The app will provide narratives about the site during the time of Till’s death as well as afterward. It will also allow people to access archival documents and photographs pertaining to particular sites.
Davis Houck, a professor at Florida State University, has also been helping, Tell said.
The app will be produced by CurateScape, a mobile app framework system affiliated with Cleveland State University in Ohio. Tell said the app should be released Aug. 28, the anniversary of Till’s death. Its $14,000 cost was funded by a grant from the University of Kansas.
The app will be available for free on both iPhones and Android smartphones.
In 1955, Emmett Till, a 14-year-old African American boy from Chicago, was lynched after whistling at Carolyn Bryant, a white woman, at Bryant’s Grocery and Meat Market in Money.
Bryant’s husband, Roy Bryant, and his half-brother, J.W. Milam, abducted Till from his uncle’s home at night and tortured and shot Till before dumping his body into the Tallahatchie River.

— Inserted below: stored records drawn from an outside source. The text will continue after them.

use crate::HostError;
use cloyster_schema::{Change, ServiceUnit, UnitOp};
use serde::Serialize;
use std::sync::Arc;
use tracing::{debug, info, warn};

/// Unit file states systemd reports for units that start at boot, or that
/// cannot be toggled and are therefore as enabled as they will ever get.
const ENABLED_FILE_STATES: &[&str] = &[
    "enabled",
    "enabled-runtime",
    "static",
    "indirect",
    "generated",
    "alias",
];

/// File states that `DisableUnitFiles` cannot change.
const FIXED_FILE_STATES: &[&str] = &["static", "indirect", "generated"];

/// Snapshot of a unit as reported by systemd.
#[derive(Debug, Clone, Serialize, PartialEq, Eq)]
pub struct UnitState {
    pub load_state: String,
    pub active_state: String,
    pub file_state: String,
}

impl UnitState {
    pub fn is_loaded(&self) -> bool {
        self.load_state != "not-found"
    }

    pub fn is_enabled(&self) -> bool {
        ENABLED_FILE_STATES.contains(&self.file_state.as_str())
    }

    pub fn is_active(&self) -> bool {
        matches!(
            self.active_state.as_str(),
            "active" | "activating" | "reloading"
        )
    }

    fn is_fixed(&self) -> bool {
        FIXED_FILE_STATES.contains(&self.file_state.as_str())
    }
}

/// Access to the systemd manager.
///
/// Every method takes a fully qualified unit name. Implementations map a
/// dead or silent bus to [`HostError::Unreachable`], errors systemd returns
/// to [`HostError::Rejected`], and unknown units to [`HostError::NoSuchUnit`].
pub trait SystemdBus: Send + Sync {
    fn name(&self) -> &str;

    fn unit_state(&self, unit: &str) -> Result<UnitState, HostError>;

    fn start(&self, unit: &str) -> Result<(), HostError>;

    fn stop(&self, unit: &str) -> Result<(), HostError>;

    fn enable(&self, unit: &str) -> Result<(), HostError>;

    fn disable(&self, unit: &str) -> Result<(), HostError>;

    /// Ask a running unit to re-read its configuration (`ReloadUnit`).
    fn reload(&self, unit: &str) -> Result<(), HostError>;

    fn restart(&self, unit: &str) -> Result<(), HostError>;

    fn reload_daemon(&self) -> Result<(), HostError>;
}

/// Brings systemd units to a desired state by issuing only the missing
/// operations.
#[derive(Clone)]
pub struct ServiceController {
    bus: Arc<dyn SystemdBus>,
}

impl ServiceController {
    pub fn new(bus: Arc<dyn SystemdBus>) -> Self {
        Self { bus }
    }

    pub fn backend_name(&self) -> &str {
        self.bus.name()
    }

    pub fn state(&self, unit: &ServiceUnit) -> Result<UnitState, HostError> {
        let name = unit.unit_name();
        let state = self.bus.unit_state(&name)?;
        if !state.is_loaded() {
            return Err(HostError::NoSuchUnit(name));
        }
        Ok(state)
    }

    /// Operations [`reconcile`](Self::reconcile) would issue right now.
    pub fn diff(&self, unit: &ServiceUnit) -> Result<Vec<UnitOp>, HostError> {
        let state = self.state(unit)?;
        Ok(delta(unit, &state))
    }

    /// Reconcile `unit` and report the operations issued.
    ///
    /// If an operation fails, the ones already issued are reverted before
    /// the error is returned, so a failed reconcile leaves nothing to undo.
    pub fn reconcile(&self, unit: &ServiceUnit) -> Result<Change, HostError> {
        self.reconcile_tracked(unit, &mut Vec::new())
    }

    /// [`reconcile`](Self::reconcile), noting in `uncertain` every operation
    /// whose reply was lost. Systemd may have carried such an operation out,
    /// so callers that retry must count it as issued.
    pub fn reconcile_tracked(
        &self,
        unit: &ServiceUnit,
        uncertain: &mut Vec<UnitOp>,
    ) -> Result<Change, HostError> {
        let name = unit.unit_name();
        if unit.daemon_reload {
            debug!("reloading systemd manager configuration");
            self.bus.reload_daemon()?;
        }

        let ops = self.diff(unit)?;
        if ops.is_empty() {
            debug!("{name} already in desired state");
            return Ok(Change::Service { ops });
        }

        for (done, op) in ops.iter().enumerate() {
            info!("{op} {name}");
            if let Err(e) = self.issue(&name, *op) {
                if e.is_transient() && !uncertain.contains(op) {
                    uncertain.push(*op);
                }
                if done > 0 {
                    if let Err(revert_err) = self.revert(unit, &ops[..done]) {
                        warn!("partial reconcile of {name} not fully reverted: {revert_err}");
                    }
                }
                return Err(e);
            }
        }
        Ok(Change::Service { ops })
    }

    /// Undo `ops` by issuing their inverses in reverse order.
    ///
    /// Every inverse is attempted; the first error is returned.
    pub fn revert(&self, unit: &ServiceUnit, ops: &[UnitOp]) -> Result<(), HostError> {
        let name = unit.unit_name();
        let mut first_error = None;
        for inverse in ops.iter().rev().filter_map(|op| op.inverse()) {
            info!("{inverse} {name} (revert)");
            if let Err(e) = self.issue(&name, inverse) {
                warn!("failed to {inverse} {name}: {e}");
                first_error.get_or_insert(e);
            }
        }
        match first_error {
            Some(e) => Err(e),
            None => Ok(()),
        }
    }

    fn issue(&self, unit: &str, op: UnitOp) -> Result<(), HostError> {
        match op {
            UnitOp::Enable => self.bus.enable(unit),
            UnitOp::Disable => self.bus.disable(unit),
            UnitOp::Start => self.bus.start(unit),
            UnitOp::Stop => self.bus.stop(unit),
            UnitOp::Reload => self.bus.reload(unit),
            UnitOp::Restart => self.bus.restart(unit),
        }
    }
}

/// Enable comes before start and stop before disable, so a unit is never
/// running while its enablement is in flux in the wrong direction. A
/// refresh only applies to a unit that was already running; one started
/// here comes up with its current configuration anyway.
fn delta(unit: &ServiceUnit, state: &UnitState) -> Vec<UnitOp> {
    let mut ops = Vec::new();
    if unit.enabled == Some(true) && !state.is_enabled() {
        ops.push(UnitOp::Enable);
    }
    match unit.active {
        Some(true) if !state.is_active() => ops.push(UnitOp::Start),
        Some(false) if state.is_active() => ops.push(UnitOp::Stop),
        _ => {}
    }
    if let Some(refresh) = unit.refresh {
        if state.is_active() && unit.active != Some(false) {
            ops.push(refresh.op());
        }
    }
    if unit.enabled == Some(false) && state.is_enabled() {
        if state.is_fixed() {
            warn!(
                "{} is {} and cannot be disabled",
                unit.unit_name(),
                state.file_state
            );
        } else {
            ops.push(UnitOp::Disable);
        }
    }
    ops
}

Bryant and Milam were later found not guilty by an all-white jury. Till’s mother, Mamie Till, held an open-coffin funeral for her son to show the world the brutality inflicted on him. His death helped spur the civil rights movement.
Beginning in 2005, the state of Mississippi began setting up commemorative signs to honor Till. Unfortunately, it did not take long for the signs to be tampered with.

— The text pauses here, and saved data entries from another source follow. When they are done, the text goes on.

//! systemd over the system bus.
//!
//! Blocking zbus proxies for `org.freedesktop.systemd1.Manager` and
//! `org.freedesktop.systemd1.Unit`. Every call carries an explicit method
//! timeout so a hung manager surfaces as [`HostError::Unreachable`] instead
//! of stalling the run.

use crate::service::{SystemdBus, UnitState};
use crate::HostError;
use std::sync::Mutex;
use std::time::Duration;
use tracing::{debug, warn};
use zbus::blocking::Connection;
use zbus::proxy;
use zbus::proxy::CacheProperties;
use zbus::zvariant::OwnedObjectPath;

const JOB_MODE: &str = "replace";

#[proxy(
    interface = "org.freedesktop.systemd1.Manager",
    default_service = "org.freedesktop.systemd1",
    default_path = "/org/freedesktop/systemd1"
)]
trait Manager {
    fn load_unit(&self, name: &str) -> zbus::Result<OwnedObjectPath>;

    fn get_unit_file_state(&self, file: &str) -> zbus::Result<String>;

    fn start_unit(&self, name: &str, mode: &str) -> zbus::Result<OwnedObjectPath>;

    fn stop_unit(&self, name: &str, mode: &str) -> zbus::Result<OwnedObjectPath>;

    fn reload_unit(&self, name: &str, mode: &str) -> zbus::Result<OwnedObjectPath>;

    fn restart_unit(&self, name: &str, mode: &str) -> zbus::Result<OwnedObjectPath>;

    fn enable_unit_files(
        &self,
        files: &[&str],
        runtime: bool,
        force: bool,
    ) -> zbus::Result<(bool, Vec<(String, String, String)>)>;

    fn disable_unit_files(
        &self,
        files: &[&str],
        runtime: bool,
    ) -> zbus::Result<Vec<(String, String, String)>>;

    fn reload(&self) -> zbus::Result<()>;
}

#[proxy(
    interface = "org.freedesktop.systemd1.Unit",
    default_service = "org.freedesktop.systemd1"
)]
trait Unit {
    #[zbus(property)]
    fn load_state(&self) -> zbus::Result<String>;

    #[zbus(property)]
    fn active_state(&self) -> zbus::Result<String>;
}

/// Live systemd backend on the system bus.
///
/// The connection is opened on first use and dropped again once it turns
/// out to be unreachable, so a restarted bus is picked up by the next retry.
pub struct ZbusSystemd {
    timeout: Duration,
    connection: Mutex<Option<Connection>>,
}

impl ZbusSystemd {
    pub fn new(timeout: Duration) -> Self {
        Self {
            timeout,
            connection: Mutex::new(None),
        }
    }

    fn connection(&self) -> Result<Connection, HostError> {
        let mut guard = self
            .connection
            .lock()
            .map_err(|e| HostError::Backend(format!("mutex poisoned: {e}")))?;
        if let Some(conn) = guard.as_ref() {
            return Ok(conn.clone());
        }
        debug!("connecting to the system bus");
        let conn = zbus::blocking::connection::Builder::system()
            .and_then(|b| b.method_timeout(self.timeout).build())
            .map_err(|e| HostError::Unreachable(format!("system bus: {e}")))?;
        *guard = Some(conn.clone());
        Ok(conn)
    }

    fn forget_connection(&self) {
        if let Ok(mut guard) = self.connection.lock() {
            *guard = None;
        }
    }

    fn manager(&self, conn: &Connection) -> Result<ManagerProxyBlocking<'static>, HostError> {
        ManagerProxyBlocking::builder(conn)
            .cache_properties(CacheProperties::No)
            .build()
            .map_err(|e| classify("", "connect", e))
    }

    /// Run `call` against the manager; the lock is only held while the
    /// connection handle is cloned.
    fn with_manager<T>(
        &self,
        unit: &str,
        op: &str,
        call: impl FnOnce(&ManagerProxyBlocking<'static>) -> zbus::Result<T>,
    ) -> Result<T, HostError> {
        let conn = self.connection()?;
        let manager = self.manager(&conn)?;
        call(&manager).map_err(|e| self.classify_and_reset(unit, op, e))
    }

    /// The unit file change is already on disk once EnableUnitFiles or
    /// DisableUnitFiles returns, so the op counts as done even if the
    /// manager reload that follows fails. The next reload picks it up.
    fn reload_after_unit_files(&self, unit: &str, op: &str) {
        if let Err(e) = self.reload_daemon() {
            warn!("{op} {unit} done, but reloading the manager failed: {e}");
        }
    }

    fn classify_and_reset(&self, unit: &str, op: &str, err: zbus::Error) -> HostError {
        let classified = classify(unit, op, err);
        if classified.is_transient() {
            self.forget_connection();
        }
        classified
    }
}

impl SystemdBus for ZbusSystemd {
    fn name(&self) -> &str {
        "host"
    }

    fn unit_state(&self, unit: &str) -> Result<UnitState, HostError> {
        let conn = self.connection()?;
        let manager = self.manager(&conn)?;

        let path = manager
            .load_unit(unit)
            .map_err(|e| self.classify_and_reset(unit, "load", e))?;
        let proxy = UnitProxyBlocking::builder(&conn)
            .path(path)
            .and_then(|b| b.cache_properties(CacheProperties::No).build())
            .map_err(|e| self.classify_and_reset(unit, "load", e))?;

        let load_state = proxy
            .load_state()
            .map_err(|e| self.classify_and_reset(unit, "query", e))?;
        if load_state == "not-found" {
            return Ok(UnitState {
                load_state,
                active_state: "inactive".to_owned(),
                file_state: String::new(),
            });
        }
        let active_state = proxy
            .active_state()
            .map_err(|e| self.classify_and_reset(unit, "query", e))?;
        let file_state = manager
            .get_unit_file_state(unit)
            .map_err(|e| self.classify_and_reset(unit, "query", e))?;

        Ok(UnitState {
            load_state,
            active_state,
            file_state,
        })
    }

    fn start(&self, unit: &str) -> Result<(), HostError> {
        self.with_manager(unit, "start", |m| m.start_unit(unit, JOB_MODE))
            .map(|job| debug!("start job {}", job.as_str()))
    }

    fn stop(&self, unit: &str) -> Result<(), HostError> {
        self.with_manager(unit, "stop", |m| m.stop_unit(unit, JOB_MODE))
            .map(|job| debug!("stop job {}", job.as_str()))
    }

    fn enable(&self, unit: &str) -> Result<(), HostError> {
        self.with_manager(unit, "enable", |m| m.enable_unit_files(&[unit], false, true))?;
        self.reload_after_unit_files(unit, "enable");
        Ok(())
    }

    fn disable(&self, unit: &str) -> Result<(), HostError> {
        self.with_manager(unit, "disable", |m| m.disable_unit_files(&[unit], false))?;
        self.reload_after_unit_files(unit, "disable");
        Ok(())
    }

    fn reload(&self, unit: &str) -> Result<(), HostError> {
        self.with_manager(unit, "reload", |m| m.reload_unit(unit, JOB_MODE))
            .map(|job| debug!("reload job {}", job.as_str()))
    }

    fn restart(&self, unit: &str) -> Result<(), HostError> {
        self.with_manager(unit, "restart", |m| m.restart_unit(unit, JOB_MODE))
            .map(|job| debug!("restart job {}", job.as_str()))
    }

    fn reload_daemon(&self) -> Result<(), HostError> {
        self.with_manager("", "reload", |m| m.reload())
    }
}

/// Map a bus error onto the failure taxonomy.
pub fn classify(unit: &str, op: &str, err: zbus::Error) -> HostError {
    match err {
        zbus::Error::MethodError(name, description, _) => {
            classify_error_name(unit, op, name.as_str(), description.unwrap_or_default())
        }
        zbus::Error::FDO(fdo) => classify_fdo(unit, op, *fdo),
        zbus::Error::InputOutput(e) => HostError::Unreachable(e.to_string()),
        zbus::Error::Address(e) | zbus::Error::Handshake(e) => HostError::Unreachable(e),
        other => HostError::Backend(other.to_string()),
    }
}

fn classify_fdo(unit: &str, op: &str, err: zbus::fdo::Error) -> HostError {
    match err {
        zbus::fdo::Error::ZBus(inner) => classify(unit, op, inner),
        zbus::fdo::Error::Timeout(msg)
        | zbus::fdo::Error::TimedOut(msg)
        | zbus::fdo::Error::NoReply(msg)
        | zbus::fdo::Error::ServiceUnknown(msg)
        | zbus::fdo::Error::Disconnected(msg)
        | zbus::fdo::Error::NoServer(msg) => HostError::Unreachable(msg),
        other => HostError::Rejected {
            unit: unit.to_owned(),
            op: op.to_owned(),
            reason: other.to_string(),
        },
    }
}

fn classify_error_name(unit: &str, op: &str, name: &str, description: String) -> HostError {
    match name {
        "org.freedesktop.systemd1.NoSuchUnit" => HostError::NoSuchUnit(unit.to_owned()),
        "org.freedesktop.DBus.Error.Timeout"
        | "org.freedesktop.DBus.Error.TimedOut"
        | "org.freedesktop.DBus.Error.NoReply"
        | "org.freedesktop.DBus.Error.ServiceUnknown"
        | "org.freedesktop.DBus.Error.Disconnected"
        | "org.freedesktop.DBus.Error.NoServer" => {
            HostError::Unreachable(format!("{name}: {description}"))
        }
        _ => HostError::Rejected {
            unit: unit.to_owned(),
            op: op.to_owned(),
            reason: if description.is_empty() {
                name.to_owned()
            } else {
                format!("{name}: {description}")
            },
        },
    }
}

“They were stolen, shot, spray painted with the letters KKK,” Tell said. “In short, there were problems with vandalism.”
In July 2017, one side of the Mississippi Freedom Trail Marker that stands next to the Bryant Grocery store was defaced.

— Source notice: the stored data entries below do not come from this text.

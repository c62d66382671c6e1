//! Configuration system using TOML files.
//!
//! Config is stored in the OS-standard config directory:
//! - Windows: %APPDATA%\metafill\config.toml
//! - macOS: ~/Library/Application Support/metafill/config.toml
//! - Linux: ~/.config/metafill/config.toml
//!
//! Every field has a default, so a partial file (or none at all) is fine.
//! Scoring weights, thresholds and biases are tuned defaults; change them
//! here rather than in code.

use std::path::{Path, PathBuf};
use std::time::Duration;

use serde::{Deserialize, Serialize};

use crate::search::{LocalScoring, ProviderOptions, RetryPolicy, ScoringConfig, Source};

/// Application configuration
#[derive(Debug, Clone, Default, Serialize, Deserialize)]
#[serde(default)]
pub struct Config {
    /// Which catalogs to use and how to talk to them
    pub providers: ProvidersConfig,

    /// Cross-provider composite scoring
    pub scoring: ScoringConfig,

    /// Widen-and-retry policy for track resolution
    pub retry: RetryPolicy,

    /// Library backfill settings
    pub batch: BatchConfig,
}

/// Provider settings
#[derive(Debug, Clone, Serialize, Deserialize)]
#[serde(default)]
pub struct ProvidersConfig {
    /// Catalog tags in query order (`qq`, `netease`, `kugou`)
    pub enabled: Vec<String>,

    /// Raw results requested per search
    pub fetch_limit: usize,

    /// Candidates kept per provider after local ranking
    pub keep: usize,

    /// Timeout for search and detail requests
    pub request_timeout_ms: u64,

    /// Timeout for the primary cover reachability probe
    pub cover_probe_timeout_ms: u64,

    /// Timeout for each fallback cover probe
    pub fallback_probe_timeout_ms: u64,

    /// Overall budget for one provider within an aggregated search
    pub provider_timeout_ms: u64,

    /// Remember recent queries per provider
    pub cache: bool,
    pub cache_capacity: usize,
    pub cache_ttl_secs: u64,

    /// Provider-local admission scoring; unset fields keep that
    /// provider's own default
    pub qq: ScoringOverrides,
    pub netease: ScoringOverrides,
    pub kugou: ScoringOverrides,
}

impl Default for ProvidersConfig {
    fn default() -> Self {
        Self {
            enabled: Source::ALL.iter().map(|s| s.tag().to_string()).collect(),
            fetch_limit: 10,
            keep: 3,
            request_timeout_ms: 10_000,
            cover_probe_timeout_ms: 700,
            fallback_probe_timeout_ms: 500,
            provider_timeout_ms: 20_000,
            cache: true,
            cache_capacity: 64,
            cache_ttl_secs: 600,
            qq: LocalScoring::qq().into(),
            netease: LocalScoring::netease().into(),
            kugou: LocalScoring::kugou().into(),
        }
    }
}

impl ProvidersConfig {
    /// Enabled catalogs in configured order; unknown tags are skipped.
    pub fn sources(&self) -> Vec<Source> {
        let mut sources = Vec::new();
        for tag in &self.enabled {
            match Source::parse(tag) {
                Some(source) if !sources.contains(&source) => sources.push(source),
                Some(_) => {}
                None => tracing::warn!("Ignoring unknown provider {:?} in config", tag),
            }
        }
        sources
    }

    /// Runtime options for one catalog.
    pub fn options_for(&self, source: Source) -> ProviderOptions {
        let overrides = match source {
            Source::Qq => self.qq,
            Source::Netease => self.netease,
            Source::Kugou => self.kugou,
        };
        let scoring = overrides.apply(LocalScoring::for_source(source));
        ProviderOptions {
            fetch_limit: self.fetch_limit.max(1),
            keep: self.keep.max(1),
            request_timeout: Duration::from_millis(self.request_timeout_ms),
            cover_probe_timeout: Duration::from_millis(self.cover_probe_timeout_ms),
            fallback_probe_timeout: Duration::from_millis(self.fallback_probe_timeout_ms),
            scoring,
        }
    }

    pub fn provider_timeout(&self) -> Duration {
        Duration::from_millis(self.provider_timeout_ms)
    }

    pub fn cache_ttl(&self) -> Duration {
        Duration::from_secs(self.cache_ttl_secs)
    }
}

/// Partial [`LocalScoring`] as written in the config file.
#[derive(Debug, Clone, Copy, Default, PartialEq, Serialize, Deserialize)]
#[serde(default)]
pub struct ScoringOverrides {
    #[serde(skip_serializing_if = "Option::is_none")]
    pub title_weight: Option<f64>,
    #[serde(skip_serializing_if = "Option::is_none")]
    pub artist_weight: Option<f64>,
    #[serde(skip_serializing_if = "Option::is_none")]
    pub album_weight: Option<f64>,
    #[serde(skip_serializing_if = "Option::is_none")]
    pub admission_threshold: Option<f64>,
}

impl ScoringOverrides {
    pub fn apply(&self, base: LocalScoring) -> LocalScoring {
        LocalScoring {
            title_weight: self.title_weight.unwrap_or(base.title_weight),
            artist_weight: self.artist_weight.unwrap_or(base.artist_weight),
            album_weight: self.album_weight.unwrap_or(base.album_weight),
            admission_threshold: self.admission_threshold.unwrap_or(base.admission_threshold),
        }
    }
}

impl From<LocalScoring> for ScoringOverrides {
    fn from(scoring: LocalScoring) -> Self {
        Self {
            title_weight: Some(scoring.title_weight),
            artist_weight: Some(scoring.artist_weight),
            album_weight: Some(scoring.album_weight),
            admission_threshold: Some(scoring.admission_threshold),
        }
    }
}

/// Library backfill settings
#[derive(Debug, Clone, Serialize, Deserialize)]
#[serde(default)]
pub struct BatchConfig {
    /// Tracks resolved concurrently
    pub concurrency: usize,

    /// Use embedded or sidecar artwork before searching
    pub local_first: bool,
}

impl Default for BatchConfig {
    fn default() -> Self {
        Self {
            concurrency: 20,
            local_first: true,
        }
    }
}

// ============================================================================
// Config File Operations
// ============================================================================

/// Get the config directory path
pub fn config_dir() -> Option<PathBuf> {
    dirs::config_dir().map(|d| d.join("metafill"))
}

/// Get the full path to the config file
pub fn config_path() -> Option<PathBuf> {
    config_dir().map(|d| d.join("config.toml"))
}

/// Load configuration from the default location.
///
/// Returns default config if the file doesn't exist or can't be parsed.
pub fn load() -> Config {
    let Some(path) = config_path() else {
        tracing::warn!("Could not determine config directory, using defaults");
        return Config::default();
    };
    load_from(&path)
}

/// Load configuration from an explicit path.
///
/// Logs problems but never fails; we always return a usable config.
pub fn load_from(path: &Path) -> Config {
    if !path.exists() {
        tracing::debug!("No config file found at {:?}, using defaults", path);
        return Config::default();
    }

    match std::fs::read_to_string(path) {
        Ok(contents) => match toml::from_str(&contents) {
            Ok(config) => {
                tracing::debug!("Loaded config from {:?}", path);
                config
            }
            Err(e) => {
                tracing::error!("Failed to parse config file {:?}: {}", path, e);
                tracing::warn!("Using default configuration");
                Config::default()
            }
        },
        Err(e) => {
            tracing::error!("Failed to read config file {:?}: {}", path, e);
            Config::default()
        }
    }
}

/// Save configuration to the default location.
pub fn save(config: &Config) -> Result<(), ConfigError> {
    let path = config_path().ok_or(ConfigError::NoConfigDir)?;
    save_to(config, &path)
}

/// Save configuration to `path`, creating its directory if needed.
pub fn save_to(config: &Config, path: &Path) -> Result<(), ConfigError> {
    if let Some(dir) = path.parent() {
        std::fs::create_dir_all(dir).map_err(|e| ConfigError::CreateDir(dir.to_path_buf(), e))?;
    }

    let contents = toml::to_string_pretty(config).map_err(ConfigError::Serialize)?;

    // Write atomically (write to temp, then rename)
    let temp_path = path.with_extension("toml.tmp");
    std::fs::write(&temp_path, &contents).map_err(|e| ConfigError::Write(temp_path.clone(), e))?;
    std::fs::rename(&temp_path, path)
        .map_err(|e| ConfigError::Rename(temp_path, path.to_path_buf(), e))?;

    tracing::info!("Saved config to {:?}", path);
    Ok(())
}

// ============================================================================
// Error Types
// ============================================================================

/// Configuration errors
#[derive(Debug, thiserror::Error)]
pub enum ConfigError {
    #[error("Could not determine config directory")]
    NoConfigDir,

    #[error("Failed to create config directory {0}: {1}")]
    CreateDir(PathBuf, std::io::Error),

    #[error("Failed to serialize config: {0}")]
    Serialize(toml::ser::Error),

    #[error("Failed to write config to {0}: {1}")]
    Write(PathBuf, std::io::Error),

    #[error("Failed to rename temp file {0} to {1}: {2}")]
    Rename(PathBuf, PathBuf, std::io::Error),
}

#[cfg(test)]
mod tests {
    use super::*;
    use tempfile::TempDir;

    #[test]
    fn test_default_config_serializes() {
        let toml = toml::to_string_pretty(&Config::default()).unwrap();
        assert!(toml.contains("[providers]"));
        assert!(toml.contains("[scoring]"));
        assert!(toml.contains("[retry]"));
        assert!(toml.contains("[batch]"));
    }

    #[test]
    fn test_partial_config_uses_defaults() {
        let toml = r#"
[providers]
enabled = ["netease", "kugou"]

[providers.qq]
admission_threshold = 0.7

[providers.netease]
album_weight = 0.2

[scoring.source_bias]
kugou = 0.02
"#;
        let config: Config = toml::from_str(toml).unwrap();

        assert_eq!(config.providers.sources(), vec![Source::Netease, Source::Kugou]);
        let qq = config.providers.options_for(Source::Qq).scoring;
        assert_eq!(qq.admission_threshold, 0.7);
        assert_eq!(qq.title_weight, 0.6);
        let netease = config.providers.options_for(Source::Netease).scoring;
        assert_eq!(netease.album_weight, 0.2);
        assert_eq!(netease.title_weight, 0.55);
        assert_eq!(netease.admission_threshold, 0.2);
        let kugou = config.providers.options_for(Source::Kugou).scoring;
        assert_eq!(kugou, LocalScoring::kugou());
        assert_eq!(config.scoring.source_bias.kugou, 0.02);
        assert_eq!(config.scoring.source_bias.qq, 0.01);
        assert_eq!(config.retry.max_attempts, 3);
        assert_eq!(config.batch.concurrency, 20);
    }

    #[test]
    fn test_unknown_and_duplicate_sources_skipped() {
        let providers = ProvidersConfig {
            enabled: vec!["qq".into(), "spotify".into(), "QQ".into(), "b".into()],
            ..ProvidersConfig::default()
        };
        assert_eq!(providers.sources(), vec![Source::Qq, Source::Netease]);
    }

    #[test]
    fn test_options_use_per_source_scoring() {
        let providers = ProvidersConfig::default();
        let netease = providers.options_for(Source::Netease);
        assert_eq!(netease.scoring, LocalScoring::netease());
        assert_eq!(netease.cover_probe_timeout, Duration::from_millis(700));
        assert_eq!(netease.keep, 3);
    }

    #[test]
    fn test_save_and_load_roundtrip() {
        let temp = TempDir::new().unwrap();
        let path = temp.path().join("nested").join("config.toml");

        let mut config = Config::default();
        config.retry.max_attempts = 5;
        config.scoring.jitter_seed = Some(42);
        config.batch.local_first = false;
        save_to(&config, &path).unwrap();

        let loaded = load_from(&path);
        assert_eq!(loaded.retry.max_attempts, 5);
        assert_eq!(loaded.scoring.jitter_seed, Some(42));
        assert!(!loaded.batch.local_first);
        assert!(!path.with_extension("toml.tmp").exists());
    }

    #[test]
    fn test_broken_file_falls_back_to_defaults() {
        let temp = TempDir::new().unwrap();
        let path = temp.path().join("config.toml");
        std::fs::write(&path, "this is [not toml").unwrap();
        let config = load_from(&path);
        assert_eq!(config.providers.fetch_limit, 10);
    }
}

Allan Hammons, whose agency, Hammons & Associates, maintains the sign, said they were able to repair it and have since then kept a close eye on it.
Last August, a purple sign marking where Till’s body was pulled from the Tallahatchie River was found riddled with bullet holes. It had only been 35 days since it was installed.
An app is a good way to use modern technology to tell Till’s story in a way not subject to vandalism, Tell said.
In the fall of 2014, Google reached out to produce Tell’s idea for a Till app for the company’s Field Trip app, which is now owned by Niantic Labs. Rather than just having 10 sites, as Tell originally planned, Google told him to draft 50.
In the summer of 2015, Tell, Weems and Houck drove throughout the Delta to find sites related to the legacy of Emmett Till. In the fall, the three wrote write-ups for each site, explaining its connection to Till.
In 2016, the three’s collective work was added to the Field Trip app, which notifies users of interesting local spots when they pass them.
Tell said they didn’t promote the app heavily since he said he found some issues with it.
For one, Tell said it’s hard to locate the Emmett Till Memory Project within the app since other sites are listed in the app. Also, “it’s only useful if you only know where you’re going,” Tell said.
A few good things did come out of the work for Field Trip. Tell said he collected enough material to write a book, “Remembering Emmett Till,” which will be released next month, and a prototype of the app was developed to show potential funders what he’d like the final product to look like.
From 2016 to 2017, Tell said, they worked with Hammons & Associates to develop mockups of a new, revamped Emmett Till Memory Project standalone app. Ultimately, though, Tell said, since Hammons & Associates was writing the code for the app from scratch, the cost of the project climbed to six figures.
Tell said he applied twice for a grant from the National Endowment for the Humanities to no avail. Eventually, the app producers were moved from Hammons & Associates to CurateScape.
Since CurateScape uses common code for multiple projects, the cost of the app was significantly lowered.
Eventually, Tell said he would like the app to incorporate augmented reality, which would bring up interactive graphics on the phone while a person is on site as well as virtual reality so students in classrooms far from the Delta can experience the locations.
“A lot of people clearly think (Till is) worth being remembered,” Tell said. “What’s really important is that we tell the story well.”